Tal vez no era necesario esperar la desaparición física del caudillo para entender su inevitable fin, el hundimiento irrevocable de su legado y dinastía. Todos los fundamentos ideológicos que le animaron hace tiempo fueron derrotados, entre otras cosas por la inconsistencia de sus propios postulados teóricos y, luego, por su fraudulenta y mediocre puesta en escena política. Su gradual escoramiento hacia un capitalismo controlado por y desde el Estado evidencia el vacío y la demagogia de su discurso. No se construye una nación ni una sociedad psicológica y moralmente sana, económicamente próspera, reprimiendo y expulsando a la mitad de sus ciudadanos.

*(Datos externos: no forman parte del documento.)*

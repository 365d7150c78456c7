use anyhow::{anyhow, Result};
use rand::Rng as _;
use reqwest::Client;
use tracing::{debug, error};

use super::{
    types::{NavidromeConfig, SearchResponse, Song, SubsonicResponse, TrackQuery},
    utils::{calculate_similarity, render_plain},
};

/// Minimum similarity for a search result to be considered the requested track
const MIN_SIMILARITY: f64 = 0.5;

/// Navidrome API client
pub struct NavidromeClient {
    config: NavidromeConfig,
    client: Client,
}

impl NavidromeClient {
    /// Create new Navidrome client
    pub fn new(config: NavidromeConfig) -> Self {
        Self {
            config,
            client: Client::new(),
        }
    }

    /// Fetch lyrics for the given track, [`None`] if the server has none
    pub async fn fetch_lyrics(&self, query: &TrackQuery<'_>) -> Result<Option<String>> {
        debug!("Fetching lyrics for: {} - {}", query.artist, query.title);

        let Some(song_id) = self.search_song(query).await? else {
            return Ok(None);
        };
        debug!("Found song ID: {}", song_id);

        self.get_lyrics_by_id(&song_id).await
    }

    /// Search for a song and return the best matching song ID
    async fn search_song(&self, query: &TrackQuery<'_>) -> Result<Option<String>> {
        let search_query = format!("{} {}", query.artist, query.title);
        let url = format!("{}/rest/search3", self.config.server_url);

        let auth_params = self.generate_auth_params();
        let mut params = vec![
            ("query", search_query.as_str()),
            ("songCount", "10"),
            ("f", "json"),
        ];
        params.extend(auth_params.iter().map(|(k, v)| (*k, v.as_str())));

        let response = self.client.get(&url).query(&params).send().await?;

        if !response.status().is_success() {
            let status = response.status();
            let body = response.text().await.unwrap_or_default();
            error!("Search request failed: {} - {}", status, body);
            return Err(anyhow!("Search request failed: {}", status));
        }

        let search_response: SearchResponse = response.json().await?;

        if search_response.subsonic_response.status != "ok" {
            return Err(anyhow!("Search API returned error status"));
        }

        let songs = search_response
            .subsonic_response
            .search_result3
            .map(|r| r.song)
            .unwrap_or_default();

        Ok(best_match(query, &songs).map(|song| song.id.clone()))
    }

    /// Get lyrics by song ID
    async fn get_lyrics_by_id(&self, song_id: &str) -> Result<Option<String>> {
        let url = format!("{}/rest/getLyricsBySongId", self.config.server_url);

        let auth_params = self.generate_auth_params();
        let mut params = vec![("id", song_id), ("f", "json")];
        params.extend(auth_params.iter().map(|(k, v)| (*k, v.as_str())));

        let response = self.client.get(&url).query(&params).send().await?;

        if !response.status().is_success() {
            let status = response.status();
            let body = response.text().await.unwrap_or_default();
            error!("Lyrics request failed: {} - {}", status, body);
            return Err(anyhow!("Lyrics request failed: {}", status));
        }

        let lyrics_response: SubsonicResponse = response.json().await?;

        if lyrics_response.subsonic_response.status != "ok" {
            return Err(anyhow!("Lyrics API returned error status"));
        }

        let text = lyrics_response
            .subsonic_response
            .lyrics_list
            .and_then(|l| l.structured_lyrics.into_iter().next())
            .map(|l| render_plain(&l.line))
            .filter(|text| !text.trim().is_empty());
        Ok(text)
    }

    /// Generate authentication parameters for Subsonic API
    fn generate_auth_params(&self) -> [(&'static str, String); 5] {
        let salt = format!("{:016x}", rand::rng().random::<u64>());
        let token = format!(
            "{:x}",
            md5::compute(format!("{}{}", self.config.password, salt).as_bytes())
        );

        [
            ("u", self.config.username.clone()),
            ("t", token),
            ("s", salt),
            ("v", "1.16.1".to_string()),
            ("c", env!("CARGO_PKG_NAME").to_string()),
        ]
    }
}

/// The most similar song above [`MIN_SIMILARITY`]
fn best_match<'a>(query: &TrackQuery<'_>, songs: &'a [Song]) -> Option<&'a Song> {
    songs
        .iter()
        .map(|song| (song, calculate_similarity(query, song)))
        .inspect(|(song, score)| {
            debug!(
                "Song: {} - {} (similarity: {:.2})",
                song.artist.as_deref().unwrap_or("Unknown"),
                song.title,
                score
            );
        })
        .filter(|(_, score)| *score > MIN_SIMILARITY)
        .fold(None, |best: Option<(&Song, f64)>, (song, score)| match best {
            Some((_, best_score)) if best_score >= score => best,
            _ => Some((song, score)),
        })
        .map(|(song, _)| song)
}

#[cfg(test)]
mod tests {
    use super::*;

    fn song(id: &str, artist: &str, title: &str) -> Song {
        Song {
            id: id.to_string(),
            title: title.to_string(),
            artist: Some(artist.to_string()),
        }
    }

    #[test]
    fn test_best_match() {
        let query = TrackQuery {
            artist: "Daft Punk",
            title: "One More Time",
        };
        let songs = vec![
            song("1", "Someone Else", "One More Time"),
            song("2", "Daft Punk", "One More Time"),
            song("3", "Daft Punk", "Aerodynamic"),
        ];
        assert_eq!(best_match(&query, &songs).map(|s| s.id.as_str()), Some("2"));
        assert!(best_match(&query, &songs[2..]).is_none());
    }

    #[test]
    fn test_auth_params() {
        let client = NavidromeClient::new(NavidromeConfig {
            server_url: "http://localhost:4533".to_string(),
            username: "user".to_string(),
            password: "secret".to_string(),
        });
        let params = client.generate_auth_params();
        let salt = &params[2].1;
        let expected = format!("{:x}", md5::compute(format!("secret{salt}").as_bytes()));
        assert_eq!(params[0], ("u", "user".to_string()));
        assert_eq!(params[1], ("t", expected));
    }
}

3) Espero que quienes hoy se hunden en la tristeza como aquellos que se elevan en la alegría, examinen cuánto del retrato psicológico del dictador llevamos dentro, cuánto de su carácter autoritario, de su intolerancia y desprecio por la diferencia si es que verdaderamente deseamos hacer de la isla un espacio de convivencia inclusivo, plural, un espacio de libertad para todos y, por tanto, opuesto al legado político castrista. Pero, por favor, permítannos expresar libremente nuestro júbilo, ya ni siquiera como un derecho político sino como la oportunidad de despedir con una carcajada a quien encarnó la imagen de la represión de un pueblo durante casi 60 años. El humor sana, es terapéutico, libera y resulta además una extraordinaria manera de exorcizar demonios.

Igualmente y en virtud de mi oficio, permítanme la frivolidad o la lindeza para citar con ironía al trovador: «Soy feliz, soy un hombre feliz y quiero que me perdonen, por este día los muertos de mi felicidad».